## PROBLEM REQUIREMENTS
Transcribe exactly, and only, the lines that run from the one containing "Arc::new(BlockFont::new(size)) as FontHandle);" through the end of the records.

[Stored records]
[Start of section]
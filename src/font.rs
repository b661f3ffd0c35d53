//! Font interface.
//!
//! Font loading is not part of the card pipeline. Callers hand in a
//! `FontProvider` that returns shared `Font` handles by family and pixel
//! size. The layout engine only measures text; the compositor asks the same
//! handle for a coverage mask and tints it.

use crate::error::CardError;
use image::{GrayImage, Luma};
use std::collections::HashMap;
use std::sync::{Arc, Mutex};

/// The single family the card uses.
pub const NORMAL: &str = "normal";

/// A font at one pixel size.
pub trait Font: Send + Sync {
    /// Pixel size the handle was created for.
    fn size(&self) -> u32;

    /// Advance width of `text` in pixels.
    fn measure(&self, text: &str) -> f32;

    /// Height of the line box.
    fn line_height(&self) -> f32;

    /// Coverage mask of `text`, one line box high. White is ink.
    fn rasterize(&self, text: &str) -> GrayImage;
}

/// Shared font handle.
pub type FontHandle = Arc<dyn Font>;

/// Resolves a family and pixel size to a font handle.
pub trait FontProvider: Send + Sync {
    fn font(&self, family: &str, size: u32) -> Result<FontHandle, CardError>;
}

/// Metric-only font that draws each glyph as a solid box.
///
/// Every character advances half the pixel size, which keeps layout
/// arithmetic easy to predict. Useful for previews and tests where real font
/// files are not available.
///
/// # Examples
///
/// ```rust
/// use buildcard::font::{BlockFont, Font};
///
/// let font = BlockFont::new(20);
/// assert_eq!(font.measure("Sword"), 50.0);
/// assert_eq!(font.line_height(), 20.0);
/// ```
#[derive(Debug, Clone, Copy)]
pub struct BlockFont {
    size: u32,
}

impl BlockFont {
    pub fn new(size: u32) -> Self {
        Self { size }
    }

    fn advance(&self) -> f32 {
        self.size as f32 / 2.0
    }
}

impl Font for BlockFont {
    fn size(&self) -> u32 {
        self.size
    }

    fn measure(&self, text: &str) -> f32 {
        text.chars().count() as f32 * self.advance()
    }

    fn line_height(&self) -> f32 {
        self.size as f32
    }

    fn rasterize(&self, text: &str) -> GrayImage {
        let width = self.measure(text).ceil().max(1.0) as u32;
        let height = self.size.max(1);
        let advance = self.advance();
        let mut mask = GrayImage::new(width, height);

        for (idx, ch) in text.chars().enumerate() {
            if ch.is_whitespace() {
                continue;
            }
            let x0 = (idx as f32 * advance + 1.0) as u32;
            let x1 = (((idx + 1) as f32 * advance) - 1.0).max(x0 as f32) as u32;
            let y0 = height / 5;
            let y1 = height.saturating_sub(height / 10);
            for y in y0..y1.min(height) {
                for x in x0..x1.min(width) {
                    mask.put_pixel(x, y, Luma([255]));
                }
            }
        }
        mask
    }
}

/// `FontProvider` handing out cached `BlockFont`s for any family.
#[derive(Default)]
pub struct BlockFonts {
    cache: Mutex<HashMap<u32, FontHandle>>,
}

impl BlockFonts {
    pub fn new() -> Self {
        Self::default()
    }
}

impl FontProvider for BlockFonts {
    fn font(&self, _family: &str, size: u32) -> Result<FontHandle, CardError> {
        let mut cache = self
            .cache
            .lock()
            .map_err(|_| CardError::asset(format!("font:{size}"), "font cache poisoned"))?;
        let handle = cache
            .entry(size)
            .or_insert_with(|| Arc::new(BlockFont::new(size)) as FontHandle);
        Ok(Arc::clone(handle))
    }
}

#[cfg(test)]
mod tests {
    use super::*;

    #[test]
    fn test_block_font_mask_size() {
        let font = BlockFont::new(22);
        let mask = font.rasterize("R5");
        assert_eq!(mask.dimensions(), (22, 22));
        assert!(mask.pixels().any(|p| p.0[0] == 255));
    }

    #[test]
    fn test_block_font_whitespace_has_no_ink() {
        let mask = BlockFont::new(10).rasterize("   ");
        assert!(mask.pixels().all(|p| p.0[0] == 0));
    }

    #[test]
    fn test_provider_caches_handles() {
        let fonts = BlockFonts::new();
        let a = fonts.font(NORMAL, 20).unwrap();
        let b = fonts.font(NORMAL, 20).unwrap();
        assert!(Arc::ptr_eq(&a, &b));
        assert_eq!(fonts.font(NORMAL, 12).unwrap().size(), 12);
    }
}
[End of section]
## RESPONSE TO THE EXERCISE
            .or_insert_with(|| Arc::new(BlockFont::new(size)) as FontHandle);
        Ok(Arc::clone(handle))
    }
}

#[cfg(test)]
mod tests {
    use super::*;

    #[test]
    fn test_block_font_mask_size() {
        let font = BlockFont::new(22);
        let mask = font.rasterize("R5");
        assert_eq!(mask.dimensions(), (22, 22));
        assert!(mask.pixels().any(|p| p.0[0] == 255));
    }

    #[test]
    fn test_block_font_whitespace_has_no_ink() {
        let mask = BlockFont::new(10).rasterize("   ");
        assert!(mask.pixels().all(|p| p.0[0] == 0));
    }

    #[test]
    fn test_provider_caches_handles() {
        let fonts = BlockFonts::new();
        let a = fonts.font(NORMAL, 20).unwrap();
        let b = fonts.font(NORMAL, 20).unwrap();
        assert!(Arc::ptr_eq(&a, &b));
        assert_eq!(fonts.font(NORMAL, 12).unwrap().size(), 12);
    }
}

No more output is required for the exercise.